As a companion to exercising your leadership presence through performance, use reflective writing, which also enhances your PRES skills. For example, writing about your leadership presence goals before you begin your project can crystallize your intentions. While you may want to use the writing to explore the interior aspects of “presence” and “self-knowing,” be sure to balance your attention with the more exterior aspects of “reaching out” and “expressiveness.”
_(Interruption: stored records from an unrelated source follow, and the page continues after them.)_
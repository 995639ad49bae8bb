//! Diagnostics: PSSF parse errors → source-located reports.
//!
//! Parser line numbers count content lines only (blank separator lines are
//! skipped), so they are mapped back to physical lines before display.

use std::fmt::Write;
use std::path::Path;

use pssf_core::ParseError;

/// A parse failure located in the source text.
#[derive(Debug, Clone, PartialEq, Eq)]
pub struct Diagnostic {
    /// 1-based physical line, when the error has one.
    pub line: Option<usize>,
    /// The offending source line as written.
    pub snippet: Option<String>,
    pub message: String,
}

/// Locate a parse error in `source`.
pub fn compute_diagnostic(source: &str, err: &ParseError) -> Diagnostic {
    let located = err
        .line()
        .and_then(|content_line| physical_line(source, content_line));

    Diagnostic {
        line: located.map(|(line, _)| line),
        snippet: located.map(|(_, text)| text.to_string()),
        message: err.to_string(),
    }
}

/// Render a diagnostic for the terminal.
pub fn render(path: &Path, diag: &Diagnostic) -> String {
    let mut out = format!("error: {}\n", diag.message);
    match diag.line {
        Some(line) => {
            let _ = writeln!(out, "  --> {}:{line}", path.display());
            if let Some(snippet) = &diag.snippet {
                let _ = writeln!(out, "   | {snippet}");
            }
        }
        None => {
            let _ = writeln!(out, "  --> {}", path.display());
        }
    }
    out
}

/// Map a content-line number (non-empty lines, 1-based) to the physical
/// line number and its text.
fn physical_line(source: &str, content_line: usize) -> Option<(usize, &str)> {
    source
        .lines()
        .flat_map(|line| line.split('\r'))
        .enumerate()
        .filter(|(_, text)| !text.is_empty())
        .nth(content_line.checked_sub(1)?)
        .map(|(index, text)| (index + 1, text))
}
Working With Existing Monologues, Poems or Speeches

If your primary goal is to expand your comfort zone and express a passionate sense of purpose, working with existing dramatic text can be a fun and creative project. Existing text isolates your attention most on interpretation and delivery. Depending on what you choose, the text can be a vehicle for exploring a personal interest in more depth, playing with a set of meanings and emotions that are important to you or giving voice to an otherwise muted part of your identity. An appropriate objective would be to choose material that challenges you to stretch your performance skills more fully or to express yourself in a new way. Even better, think about your audience’s interests and choose material that not only helps you express yourself, but also helps you connect with the listener in some fulfilling way.

Preparing an Original Presentation or Story

If you want to explore your own ideas and experiment with shaping them in new ways, you may prefer to prepare an original presentation. Perhaps you have a practical purpose, or you want to explore a genre or style of presenting that is different from what you normally do. For example, you may have an upcoming industry conference and want to create a presentation with more pizazz. Or perhaps you are accustomed to giving technical presentations but want to develop a warmer and more approachable style. In this case, you might want to work on storytelling about how you overcame a personal failure.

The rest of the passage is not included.